To be honest, I don’t think it is appropriate to use the word trust. I don’t need to trust my clients. They tell me their story and whether this is true or false, that is their choice. It doesn’t really matter and it doesn’t really say anything about the WA you have. Off course it is nice when someone is open and honest, but in our line of work it would be very naïve to expect this. When it comes to trust: I sometimes don’t even trust my friends, why should I trust my clients [Justice Assistant 9].

Trust is not really important. If they [clients] comply with the imposed conditions, than that is sufficient [Justice Assistant 3].

However, other practitioners in our sample adopt a more lenient interpretation of trust. They claim that a certain amount of trust or «basic trust» is absolutely necessary for a successful and meaningful supervision process. Clients should feel free and safe enough to discuss issues and problems they encounter, certainly when these issues are connected to the conditions that form the legal mandate that legitimizes community supervision.

In a mandated context, trust can be regarded as treating people with respect and being treated by them in the same way. It means that people are open and cooperative to a certain extent, certainly when it comes to the conditions: being present, notify when you can’t make it, etcetera. But I don’t think you can talk about trust in a really deep sense [Justice Assistant 2].

I do think a certain amount of trust is important. Otherwise clients wouldn’t tell anything because they would always be suspicious towards me. To me mutual trust is important to make discussions as open as possible, so that clients can feel free to talk about anything they want [Justice Assistant 5].

In order to establish this basic trust within the WA with their clients, practitioners emphasize the paramount importance of role clarification in the beginning of and throughout the supervision process. This means that it is absolutely necessary to be clear about the boundaries of confidentiality and the obligation when and how to rapport, to show respect and to be reliable.

Being clear about my role as a justice assistant is essential, everything starts from there [Justice Assistant 14].

Role clarification is very important. It’s not always easy to talk about because it can sometimes be pretty boring [laughs]. But explaining what I do and don’t do, what the probation commission does, what the imposed conditions are, when and how I have to write a rapport, etcetera. is something I always do in the beginning and throughout the probation process [Justice Assistant 10].

Therefore, the characteristic of bond and trust seems to be intertwined with another characteristic of the WA in a mandated context, namely clarity of rules and regulations. The interview data show that practitioners not only find it important to explain their professional role in the supervision process but also want to clarify the legal mandate (the imposed conditions) and the role of the mandating authority (in this case the probation commission). The latter is deemed important to create a condition in which justice assistants can effectively balance their dual role.

Clients confirm that receiving clear information on rules and regulations is very important. When they are first confronted with community supervision, a lot of clients don’t really know what they can expect. Being correctly informed by their justice assistant is often considered to be a first step in establishing a good quality WA.
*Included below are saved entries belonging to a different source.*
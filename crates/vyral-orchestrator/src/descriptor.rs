//! Per-operation orchestration settings.

use std::sync::Arc;
use std::time::Duration;

use vyral_providers::{AsyncProvider, Provider};

/// Whether results are cached, and for how long.
#[derive(Debug, Clone, Copy, PartialEq, Eq)]
pub enum CachePolicy {
    Cached { ttl: Duration },
    Bypass,
}

/// How the operation's candidates are run.
#[derive(Clone)]
pub enum Execution {
    /// One request/response call per candidate.
    Direct(Vec<Arc<dyn Provider>>),
    /// Submit to the first accepting candidate, then poll it.
    Polled(Vec<Arc<dyn AsyncProvider>>),
}

impl Execution {
    pub fn candidate_ids(&self) -> Vec<String> {
        match self {
            Execution::Direct(c) => c.iter().map(|p| p.id().to_string()).collect(),
            Execution::Polled(c) => c.iter().map(|p| p.id().to_string()).collect(),
        }
    }
}

/// Everything the orchestrator needs to know about one operation.
#[derive(Clone)]
pub struct OperationDescriptor {
    /// Operation name, first fingerprint component
    pub name: &'static str,
    /// Second fingerprint component (e.g. `generate`, `analyze`)
    pub sub_operation: &'static str,
    /// Params included in the fingerprint
    pub cache_fields: Vec<&'static str>,
    pub cache: CachePolicy,
    pub execution: Execution,
}

impl OperationDescriptor {
    /// Uncached operation with the given execution.
    pub fn new(name: &'static str, execution: Execution) -> Self {
        Self {
            name,
            sub_operation: "",
            cache_fields: Vec::new(),
            cache: CachePolicy::Bypass,
            execution,
        }
    }

    pub fn direct(name: &'static str, candidates: Vec<Arc<dyn Provider>>) -> Self {
        Self::new(name, Execution::Direct(candidates))
    }

    pub fn polled(name: &'static str, candidates: Vec<Arc<dyn AsyncProvider>>) -> Self {
        Self::new(name, Execution::Polled(candidates))
    }

    /// Cache results under a fingerprint of `fields` for `ttl`.
    pub fn cached(
        mut self,
        sub_operation: &'static str,
        fields: &[&'static str],
        ttl: Duration,
    ) -> Self {
        self.sub_operation = sub_operation;
        self.cache_fields = fields.to_vec();
        self.cache = CachePolicy::Cached { ttl };
        self
    }
}

impl std::fmt::Debug for OperationDescriptor {
    fn fmt(&self, f: &mut std::fmt::Formatter<'_>) -> std::fmt::Result {
        f.debug_struct("OperationDescriptor")
            .field("name", &self.name)
            .field("sub_operation", &self.sub_operation)
            .field("cache_fields", &self.cache_fields)
            .field("cache", &self.cache)
            .field("candidates", &self.execution.candidate_ids())
            .finish()
    }
}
In the beginning she [Justice assistant] explained everything very clearly. That was important because it was the first time for me. She explained what my conditions were, so I immediately knew the five conditions I need to comply with very well. This made it easier for me and was the beginning of a good relationship [Client 5].

In some cases, clients have questions about or openly oppose the conditions they have to fulfil. This relates to reactance, a third characteristic of the WA in a mandated context. Practitioners report that client’s non-compliance with imposed conditions or lies about elements involved in the legal mandate mostly reflect negatively on the quality of the WA. From the clients point of view, the quality of the WA can be negatively influenced if the justice assistant is considered to be judgmental or unfair or when they feel there is a discrepancy between the practitioners discourse and her or his actions. Clients can also experience difficulties in coping with the fact that certain elements in their lives are subject to control. In other words, clients can show reactance when they feel their personal autonomy is being reduced during the supervision process. Therefore it is important to try and develop shared goals and tasks, which refers to a fourth characteristic of the WA in a mandated context. Clients and practitioners state that the goals of supervision are largely predetermined by the legal mandate. The general goal of community supervision can be described as non-recidivism or desistance from crime and in order to reach this goal, certain sub-goals defined as conditions have to be achieved. Practitioners state that motivating their clients to comply with the imposed conditions is an important part of their job. That way, goals that were initially predetermined by a mandating authority can evolve into shared goals. Practitioners emphasize that using the WAMC-I can help to keep the focus on the goals and tasks within the supervision process. More specifically, they report that scoring and discussing the items related to this characteristic of the WA in a mandated context can help to check whether there actually is an agreement on the important goals and tasks that need to be fulfilled.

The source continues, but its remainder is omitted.